The main configuration file. Created by dinobase init, updated by dinobase add.

# Optional: store data in cloud storage instead of locally
storage:
url: "s3://my-bucket/dinobase/"
sources:
stripe:
type: stripe
credentials:
api_key: sk_live_...
sync_interval: 1h
hubspot:
type: hubspot
credentials:
api_key: pat-na1-...
sync_interval: 30m
freshness_threshold: 1h
analytics:
type: parquet
credentials:
path: ./data/events/
format: parquet

Storage (optional):

FieldRequiredDescription
storage.urlNoCloud storage URL (e.g., s3://bucket/dinobase/, gs://bucket/dinobase/, az://container/dinobase/). When set, data is stored in cloud storage instead of locally. Can also be set via DINOBASE_STORAGE_URL env var.

Per source:

FieldRequiredDescription
typeYesSource type (e.g., stripe, postgres, parquet)
credentialsYesSource-specific credentials
sync_intervalNoHow often to sync (e.g., 30m, 1h)
freshness_thresholdNoMax age before data is considered stale (e.g., 1h, 30m). Defaults: 1h for SaaS APIs, 6h for databases.
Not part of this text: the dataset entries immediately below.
use std::time::Duration;

use mongodb::options::ClientOptions;

use super::error::{MongoDaoError, MongoResult};

const DEFAULT_DB: &str = "tourney";
const DEFAULT_CONNECT_ATTEMPTS: u32 = 10;
const DEFAULT_CONNECT_BACKOFF: Duration = Duration::from_millis(250);

/// Connection settings for the MongoDB backend.
#[derive(Clone)]
pub struct MongoConfig {
    pub options: ClientOptions,
    pub database_name: String,
    /// Number of `tournaments_<n>` / `tournament_results_<n>` collection pairs to manage.
    pub shard_count: u32,
    /// Pings attempted before a connection is given up.
    pub connect_attempts: u32,
    /// Delay after the first failed ping, doubled after every further failure.
    pub connect_backoff: Duration,
}

impl MongoConfig {
    pub async fn from_uri(uri: &str, db_name: Option<&str>, shard_count: u32) -> MongoResult<Self> {
        let options =
            ClientOptions::parse(uri)
                .await
                .map_err(|source| MongoDaoError::InvalidUri {
                    uri: uri.to_owned(),
                    source,
                })?;

        Ok(Self {
            options,
            database_name: db_name
                .filter(|name| !name.is_empty())
                .unwrap_or(DEFAULT_DB)
                .to_owned(),
            shard_count: shard_count.max(1),
            connect_attempts: DEFAULT_CONNECT_ATTEMPTS,
            connect_backoff: DEFAULT_CONNECT_BACKOFF,
        })
    }

    /// `MONGO_URI` is required; `MONGO_DB` and `MONGO_CONNECT_ATTEMPTS` are optional.
    pub async fn from_env(shard_count: u32) -> MongoResult<Self> {
        let uri = std::env::var("MONGO_URI")
            .map_err(|_| MongoDaoError::MissingEnvVar { var: "MONGO_URI" })?;
        let db = std::env::var("MONGO_DB").ok();
        let mut config = Self::from_uri(&uri, db.as_deref(), shard_count).await?;

        if let Some(attempts) = std::env::var("MONGO_CONNECT_ATTEMPTS")
            .ok()
            .and_then(|value| value.parse::<u32>().ok())
        {
            config.connect_attempts = attempts.max(1);
        }
        Ok(config)
    }

    /// Backoff before ping attempt `attempt + 1`, capped at five seconds.
    pub(super) fn backoff_after(&self, attempt: u32) -> Duration {
        let factor = 2_u32.saturating_pow(attempt.saturating_sub(1));
        self.connect_backoff
            .saturating_mul(factor)
            .min(Duration::from_secs(5))
    }
}
use utoipa::OpenApi;

#[derive(OpenApi)]
/// Aggregated OpenAPI specification for the tournament back-end.
#[openapi(
    paths(
        crate::routes::health::healthcheck,
        crate::routes::queue::join_queue,
        crate::routes::tournaments::submit_result,
        crate::routes::tournaments::get_results,
        crate::routes::admin::force_allocate,
    ),
    components(
        schemas(
            crate::dto::health::HealthResponse,
            crate::dto::health::HealthStatus,
            crate::dto::queue::EnqueueRequest,
            crate::dto::queue::EnqueueResponse,
            crate::dto::results::SubmitResultRequest,
            crate::dto::results::SubmitResultResponse,
            crate::dto::results::RankedResultDto,
            crate::dto::results::ResultsResponse,
            crate::dto::admin::AllocateRequest,
            crate::dto::admin::AllocateResponse,
            crate::dto::admin::AllocationOutcome,
            crate::error::ErrorBody,
        )
    ),
    tags(
        (name = "health", description = "Health check endpoints"),
        (name = "queue", description = "Tournament matchmaking queue"),
        (name = "tournaments", description = "Result submission and leaderboards"),
        (name = "admin", description = "Operator triggers"),
    )
)]
pub struct ApiDoc;
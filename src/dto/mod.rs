use std::time::SystemTime;
use time::{OffsetDateTime, format_description::well_known::Rfc3339};

pub mod admin;
pub mod health;
pub mod queue;
pub mod results;
pub mod validation;

fn format_system_time(time: SystemTime) -> String {
    OffsetDateTime::from(time)
        .format(&Rfc3339)
        .unwrap_or_else(|_| "invalid-timestamp".into())
}
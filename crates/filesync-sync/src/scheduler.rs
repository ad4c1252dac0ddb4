//! Sync scheduler - a bounded pool of workers draining the task queue
//!
//! ## Worker loop
//!
//! ```text
//!        ┌──────────── dequeue ────────────┐
//!        │ task                            │ none
//!        ▼                                 ▼
//!   Transfer::execute              wait for: enqueue/release notify
//!        │                                   | next backoff deadline
//!        ▼                                   | poll interval
//!   complete / fail / dead_letter / release  | shutdown
//! ```
//!
//! Each attempt runs in its own spawned task, so a panic inside the
//! transfer surfaces as a `JoinError` and is recorded as a retryable failure
//! of that task only. Shutdown cancels every in-flight attempt; interrupted
//! tasks are released back to pending, never completed or failed.

use std::any::Any;
use std::sync::Arc;
use std::time::Duration;

use chrono::Utc;
use filesync_core::domain::{SyncEvent, Task};
use tokio::sync::broadcast;
use tokio::task::JoinHandle;
use tokio_util::sync::CancellationToken;
use tracing::{debug, error, info, warn};

use crate::queue::{FailOutcome, TaskQueue};
use crate::transfer::{Transfer, TransferReport};
use crate::SyncError;

/// Drives [`Transfer`] attempts for tasks taken from a [`TaskQueue`]
pub struct SyncScheduler {
    queue: Arc<TaskQueue>,
    transfer: Arc<Transfer>,
    events: broadcast::Sender<SyncEvent>,
    workers: usize,
    poll_interval: Duration,
}

/// Running worker pool; dropping it does not stop the workers
pub struct SchedulerHandle {
    cancel: CancellationToken,
    workers: Vec<JoinHandle<()>>,
}

impl SchedulerHandle {
    /// Cancels in-flight attempts and waits for every worker to exit
    pub async fn shutdown(self) {
        self.cancel.cancel();
        for worker in self.workers {
            if let Err(e) = worker.await {
                error!(error = %e, "Sync worker terminated abnormally");
            }
        }
    }

    /// Token that stops this pool when cancelled
    pub fn cancel_token(&self) -> &CancellationToken {
        &self.cancel
    }
}

impl SyncScheduler {
    /// Creates a scheduler; `workers` is clamped to at least one
    pub fn new(
        queue: Arc<TaskQueue>,
        transfer: Arc<Transfer>,
        events: broadcast::Sender<SyncEvent>,
        workers: usize,
        poll_interval: Duration,
    ) -> Self {
        Self {
            queue,
            transfer,
            events,
            workers: workers.max(1),
            poll_interval,
        }
    }

    /// Spawns the worker pool; it stops when `cancel` is cancelled
    pub fn start(self: &Arc<Self>, cancel: CancellationToken) -> SchedulerHandle {
        info!(
            workers = self.workers,
            poll_ms = self.poll_interval.as_millis() as u64,
            pending = self.queue.len(),
            "Starting sync scheduler"
        );

        let workers = (0..self.workers)
            .map(|id| {
                let this = Arc::clone(self);
                let cancel = cancel.clone();
                tokio::spawn(async move { this.worker_loop(id, cancel).await })
            })
            .collect();

        SchedulerHandle { cancel, workers }
    }

    async fn worker_loop(&self, worker: usize, cancel: CancellationToken) {
        debug!(worker, "Sync worker started");

        loop {
            // Register for wake-ups before looking, so an enqueue that lands
            // between the check and the wait is not missed
            let notified = self.queue.notified();
            tokio::pin!(notified);
            notified.as_mut().enable();

            if cancel.is_cancelled() {
                break;
            }

            if let Some(task) = self.queue.dequeue() {
                self.run_task(worker, task, &cancel).await;
                continue;
            }

            tokio::select! {
                _ = cancel.cancelled() => break,
                _ = &mut notified => {}
                _ = tokio::time::sleep(self.idle_wait()) => {}
            }
        }

        debug!(worker, "Sync worker stopped");
    }

    /// How long an idle worker sleeps: until the next backoff expiry, at most
    /// one poll interval
    fn idle_wait(&self) -> Duration {
        match self.queue.next_deadline() {
            Some(at) => (at - Utc::now())
                .to_std()
                .unwrap_or(Duration::ZERO)
                .min(self.poll_interval),
            None => self.poll_interval,
        }
    }

    async fn run_task(&self, worker: usize, task: Task, cancel: &CancellationToken) {
        debug!(worker, task = %task.key, attempt = task.attempts + 1, "Running task");

        let transfer = Arc::clone(&self.transfer);
        let attempt = task.clone();
        let token = cancel.child_token();
        let result = match tokio::spawn(async move { transfer.execute(&attempt, &token).await }).await
        {
            Ok(result) => result,
            Err(e) if e.is_panic() => Err(SyncError::WorkerPanic(panic_message(e.into_panic()))),
            Err(_) => Err(SyncError::Cancelled),
        };

        self.settle(worker, &task, result).await;
    }

    async fn settle(&self, worker: usize, task: &Task, result: Result<TransferReport, SyncError>) {
        let err = match result {
            Ok(_) => {
                match self.queue.complete(task).await {
                    Ok(true) => {
                        info!(worker, task = %task.key, "Task completed");
                        self.emit(SyncEvent::Completed {
                            key: task.key.clone(),
                        });
                    }
                    Ok(false) => {}
                    Err(e) => {
                        error!(worker, task = %task.key, error = %e, "Failed to record completion")
                    }
                }
                return;
            }
            Err(SyncError::Cancelled) => {
                info!(worker, task = %task.key, "Task interrupted, returned to queue");
                self.queue.release(task);
                return;
            }
            Err(err) => err,
        };

        let outcome = if err.is_retryable() {
            self.queue.fail(task, &err).await
        } else {
            self.queue.dead_letter(task, &err).await
        };

        match outcome {
            Ok(FailOutcome::Retrying { attempt, delay }) => {
                warn!(
                    worker,
                    task = %task.key,
                    attempt,
                    delay_ms = delay.as_millis() as u64,
                    error = %err,
                    "Task failed, will retry"
                );
                self.emit(SyncEvent::Retrying {
                    key: task.key.clone(),
                    attempt,
                    delay_ms: delay.as_millis() as u64,
                    error: err.to_string(),
                });
            }
            Ok(FailOutcome::DeadLettered) => {
                error!(worker, task = %task.key, error = %err, "Task dead-lettered");
                self.emit(SyncEvent::DeadLettered {
                    key: task.key.clone(),
                    error: err.to_string(),
                });
            }
            Ok(FailOutcome::Superseded) => {
                debug!(worker, task = %task.key, error = %err, "Failure of superseded task ignored");
            }
            Err(e) => {
                error!(worker, task = %task.key, error = %e, "Failed to record task failure");
            }
        }
    }

    fn emit(&self, event: SyncEvent) {
        // No subscribers is fine
        let _ = self.events.send(event);
    }
}

fn panic_message(payload: Box<dyn Any + Send>) -> String {
    if let Some(s) = payload.downcast_ref::<&str>() {
        (*s).to_string()
    } else if let Some(s) = payload.downcast_ref::<String>() {
        s.clone()
    } else {
        "unknown panic".to_string()
    }
}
File sources are never stale.

Credential keys vary by source type:

Source typeCredential keys
SaaS APIsapi_key, token, etc.
Databasesconnection_string
File sourcespath, format

You can edit config.yaml directly to:

  • Change credentials
  • Update sync intervals
  • Remove sources
  • Add sources manually

Changes take effect on the next dinobase sync or dinobase serve.

Data is stored in dinobase.duckdb alongside the config file. No additional setup needed.
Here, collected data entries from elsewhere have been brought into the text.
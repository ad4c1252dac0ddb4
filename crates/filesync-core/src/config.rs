//! Configuration module for filesync.
//!
//! Provides typed configuration structs that map to the YAML configuration file,
//! with loading, validation, defaults, and a builder pattern for programmatic use.

use std::path::{Path, PathBuf};
use std::time::Duration;

use serde::{Deserialize, Serialize};

use crate::domain::RetryPolicy;

// ---------------------------------------------------------------------------
// Config struct with sub-sections
// ---------------------------------------------------------------------------

/// Top-level configuration for filesync.
#[derive(Debug, Clone, Default, Serialize, Deserialize)]
#[serde(default)]
pub struct Config {
    pub sync: SyncConfig,
    pub retry: RetryConfig,
    pub storage: StorageConfig,
    pub remote: RemoteConfig,
    pub logging: LoggingConfig,
}

/// Worker pool and transfer settings.
#[derive(Debug, Clone, Serialize, Deserialize)]
#[serde(default)]
pub struct SyncConfig {
    /// Number of concurrent sync workers.
    pub workers: usize,
    /// Upper bound (ms) on how long an idle worker sleeps before re-checking
    /// the queue for expired backoffs.
    pub poll_interval_ms: u64,
    /// Timeout (s) applied to every individual remote call.
    pub call_timeout_secs: u64,
    /// Maximum encoded size of one `push_blocks` batch, in bytes.
    pub push_batch_bytes: usize,
    /// Maximum number of addresses per existence check.
    pub exists_batch_size: usize,
}

/// Retry / backoff settings.
#[derive(Debug, Clone, Serialize, Deserialize)]
#[serde(default)]
pub struct RetryConfig {
    /// Failed attempts after which a task is dead-lettered.
    pub max_attempts: u32,
    /// Delay (ms) after the first failure; doubles on each further failure.
    pub base_delay_ms: u64,
    /// Cap (ms) for any single backoff delay.
    pub max_delay_ms: u64,
    /// Keep persisted backoff deadlines across a restart instead of
    /// retrying immediately.
    pub honor_backoff_on_restart: bool,
}

/// Local persistence settings.
#[derive(Debug, Clone, Serialize, Deserialize)]
#[serde(default)]
pub struct StorageConfig {
    /// SQLite database holding the task queue and the local block store.
    pub database: PathBuf,
}

/// Remote file service settings.
#[derive(Debug, Clone, Serialize, Deserialize)]
#[serde(default)]
pub struct RemoteConfig {
    /// Base URL of the file service API.
    pub base_url: String,
    /// Bearer token sent with every request, if the service requires one.
    pub api_token: Option<String>,
    /// HTTP-level request timeout (s).
    pub request_timeout_secs: u64,
}

/// Logging / tracing settings.
#[derive(Debug, Clone, Serialize, Deserialize)]
#[serde(default)]
pub struct LoggingConfig {
    /// Log level: `trace`, `debug`, `info`, `warn`, or `error`.
    pub level: String,
    /// Emit JSON lines instead of human-readable output.
    pub json: bool,
}

// ---------------------------------------------------------------------------
// Config::load()
// ---------------------------------------------------------------------------

impl Config {
    /// Load configuration from a YAML file at `path`.
    pub fn load(path: &Path) -> anyhow::Result<Self> {
        let content = std::fs::read_to_string(path)?;
        let config: Config = serde_yaml::from_str(&content)?;
        Ok(config)
    }

    /// Try to load from `path`; fall back to [`Config::default`] on any error.
    pub fn load_or_default(path: &Path) -> Self {
        Self::load(path).unwrap_or_default()
    }

    /// Platform-appropriate default path for the configuration file.
    ///
    /// Typically `$XDG_CONFIG_HOME/filesync/config.yaml` on Linux.
    pub fn default_path() -> PathBuf {
        dirs::config_dir()
            .unwrap_or_else(|| PathBuf::from("~/.config"))
            .join("filesync")
            .join("config.yaml")
    }

    /// Backoff policy derived from the `retry` section.
    pub fn retry_policy(&self) -> RetryPolicy {
        RetryPolicy {
            max_attempts: self.retry.max_attempts,
            base_delay: Duration::from_millis(self.retry.base_delay_ms),
            max_delay: Duration::from_millis(self.retry.max_delay_ms),
        }
    }
}

impl SyncConfig {
    pub fn poll_interval(&self) -> Duration {
        Duration::from_millis(self.poll_interval_ms)
    }

    pub fn call_timeout(&self) -> Duration {
        Duration::from_secs(self.call_timeout_secs)
    }
}

impl RemoteConfig {
    pub fn request_timeout(&self) -> Duration {
        Duration::from_secs(self.request_timeout_secs)
    }
}

// ---------------------------------------------------------------------------
// Defaults
// ---------------------------------------------------------------------------

impl Default for SyncConfig {
    fn default() -> Self {
        Self {
            workers: 2,
            poll_interval_ms: 1000,
            call_timeout_secs: 60,
            push_batch_bytes: 1024 * 1024,
            exists_batch_size: 500,
        }
    }
}

impl Default for RetryConfig {
    fn default() -> Self {
        let policy = RetryPolicy::default();
        Self {
            max_attempts: policy.max_attempts,
            base_delay_ms: policy.base_delay.as_millis() as u64,
            max_delay_ms: policy.max_delay.as_millis() as u64,
            honor_backoff_on_restart: false,
        }
    }
}

impl Default for StorageConfig {
    fn default() -> Self {
        Self {
            database: dirs::data_local_dir()
                .unwrap_or_else(|| PathBuf::from("~/.local/share"))
                .join("filesync")
                .join("filesync.db"),
        }
    }
}

impl Default for RemoteConfig {
    fn default() -> Self {
        Self {
            base_url: "http://127.0.0.1:8080/v1".to_string(),
            api_token: None,
            request_timeout_secs: 30,
        }
    }
}

impl Default for LoggingConfig {
    fn default() -> Self {
        Self {
            level: "info".to_string(),
            json: false,
        }
    }
}

// ---------------------------------------------------------------------------
// Config::validate()
// ---------------------------------------------------------------------------

/// A single validation error found in the configuration.
#[derive(Debug, Clone, PartialEq, Eq)]
pub struct ValidationError {
    /// Dotted path to the offending field, e.g. `"sync.workers"`.
    pub field: String,
    /// Human-readable explanation.
    pub message: String,
}

impl std::fmt::Display for ValidationError {
    fn fmt(&self, f: &mut std::fmt::Formatter<'_>) -> std::fmt::Result {
        write!(f, "{}: {}", self.field, self.message)
    }
}

/// Valid values for `logging.level`.
const VALID_LOG_LEVELS: &[&str] = &["trace", "debug", "info", "warn", "error"];

/// Upper bound for `sync.workers`; bandwidth, not CPU, is the bottleneck.
const MAX_WORKERS: usize = 64;

impl Config {
    /// Validate the configuration and return all errors found.
    ///
    /// An empty vector means the configuration is valid.
    pub fn validate(&self) -> Vec<ValidationError> {
        let mut errors = Vec::new();
        let mut positive = |field: &str, ok: bool| {
            if !ok {
                errors.push(ValidationError {
                    field: field.into(),
                    message: "must be greater than 0".into(),
                });
            }
        };

        // --- sync ---
        positive("sync.poll_interval_ms", self.sync.poll_interval_ms > 0);
        positive("sync.call_timeout_secs", self.sync.call_timeout_secs > 0);
        positive("sync.push_batch_bytes", self.sync.push_batch_bytes > 0);
        positive("sync.exists_batch_size", self.sync.exists_batch_size > 0);

        // --- retry ---
        positive("retry.max_attempts", self.retry.max_attempts > 0);
        positive("retry.base_delay_ms", self.retry.base_delay_ms > 0);

        // --- remote ---
        positive(
            "remote.request_timeout_secs",
            self.remote.request_timeout_secs > 0,
        );

        if self.sync.workers == 0 || self.sync.workers > MAX_WORKERS {
            errors.push(ValidationError {
                field: "sync.workers".into(),
                message: format!("must be in range 1..={MAX_WORKERS}"),
            });
        }

        if self.retry.max_delay_ms < self.retry.base_delay_ms {
            errors.push(ValidationError {
                field: "retry.max_delay_ms".into(),
                message: format!(
                    "max_delay_ms ({}) must not be below base_delay_ms ({})",
                    self.retry.max_delay_ms, self.retry.base_delay_ms
                ),
            });
        }

        if !(self.remote.base_url.starts_with("http://")
            || self.remote.base_url.starts_with("https://"))
        {
            errors.push(ValidationError {
                field: "remote.base_url".into(),
                message: format!("not an http(s) URL: '{}'", self.remote.base_url),
            });
        }

        // --- logging ---
        if !VALID_LOG_LEVELS.contains(&self.logging.level.as_str()) {
            errors.push(ValidationError {
                field: "logging.level".into(),
                message: format!(
                    "invalid level '{}'; valid options: {}",
                    self.logging.level,
                    VALID_LOG_LEVELS.join(", ")
                ),
            });
        }

        errors
    }
}

// ---------------------------------------------------------------------------
// ConfigBuilder
// ---------------------------------------------------------------------------

/// Builder for constructing a [`Config`] programmatically.
///
/// Starts from [`Config::default`] and allows selective overrides.
///
/// # Example
///
/// ```rust,no_run
/// use filesync_core::config::ConfigBuilder;
///
/// let config = ConfigBuilder::new()
///     .sync_workers(4)
///     .retry_max_attempts(8)
///     .logging_level("debug")
///     .build();
/// ```
#[derive(Debug, Clone)]
pub struct ConfigBuilder {
    config: Config,
}

impl ConfigBuilder {
    /// Create a new builder initialised with [`Config::default`] values.
    pub fn new() -> Self {
        Self {
            config: Config::default(),
        }
    }

    // --- sync ---

    pub fn sync_workers(mut self, n: usize) -> Self {
        self.config.sync.workers = n;
        self
    }

    pub fn sync_poll_interval_ms(mut self, ms: u64) -> Self {
        self.config.sync.poll_interval_ms = ms;
        self
    }

    pub fn sync_call_timeout_secs(mut self, secs: u64) -> Self {
        self.config.sync.call_timeout_secs = secs;
        self
    }

    pub fn sync_push_batch_bytes(mut self, bytes: usize) -> Self {
        self.config.sync.push_batch_bytes = bytes;
        self
    }

    pub fn sync_exists_batch_size(mut self, n: usize) -> Self {
        self.config.sync.exists_batch_size = n;
        self
    }

    // --- retry ---

    pub fn retry_max_attempts(mut self, n: u32) -> Self {
        self.config.retry.max_attempts = n;
        self
    }

    pub fn retry_base_delay_ms(mut self, ms: u64) -> Self {
        self.config.retry.base_delay_ms = ms;
        self
    }

    pub fn retry_max_delay_ms(mut self, ms: u64) -> Self {
        self.config.retry.max_delay_ms = ms;
        self
    }

    pub fn retry_honor_backoff_on_restart(mut self, honor: bool) -> Self {
        self.config.retry.honor_backoff_on_restart = honor;
        self
    }

    // --- storage / remote ---

    pub fn storage_database(mut self, path: PathBuf) -> Self {
        self.config.storage.database = path;
        self
    }

    pub fn remote_base_url(mut self, url: impl Into<String>) -> Self {
        self.config.remote.base_url = url.into();
        self
    }

    pub fn remote_api_token(mut self, token: impl Into<String>) -> Self {
        self.config.remote.api_token = Some(token.into());
        self
    }

    // --- logging ---

    pub fn logging_level(mut self, level: impl Into<String>) -> Self {
        self.config.logging.level = level.into();
        self
    }

    pub fn logging_json(mut self, json: bool) -> Self {
        self.config.logging.json = json;
        self
    }

    /// Consume the builder and return the finished [`Config`].
    pub fn build(self) -> Config {
        self.config
    }
}

impl Default for ConfigBuilder {
    fn default() -> Self {
        Self::new()
    }
}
When storage.url is configured, Dinobase uses an in-memory DuckDB that reads/writes parquet files to cloud storage. Metadata is persisted as parquet files in a _meta/ prefix. See the Cloud Storage Backend guide for setup instructions.

Supported providers: Amazon S3, Google Cloud Storage, Azure Blob Storage, and S3-compatible services (MinIO, Cloudflare R2).

In local mode, dinobase.duckdb contains:

Each source gets its own schema (e.g., stripe, hubspot). Tables within contain synced data or views over files.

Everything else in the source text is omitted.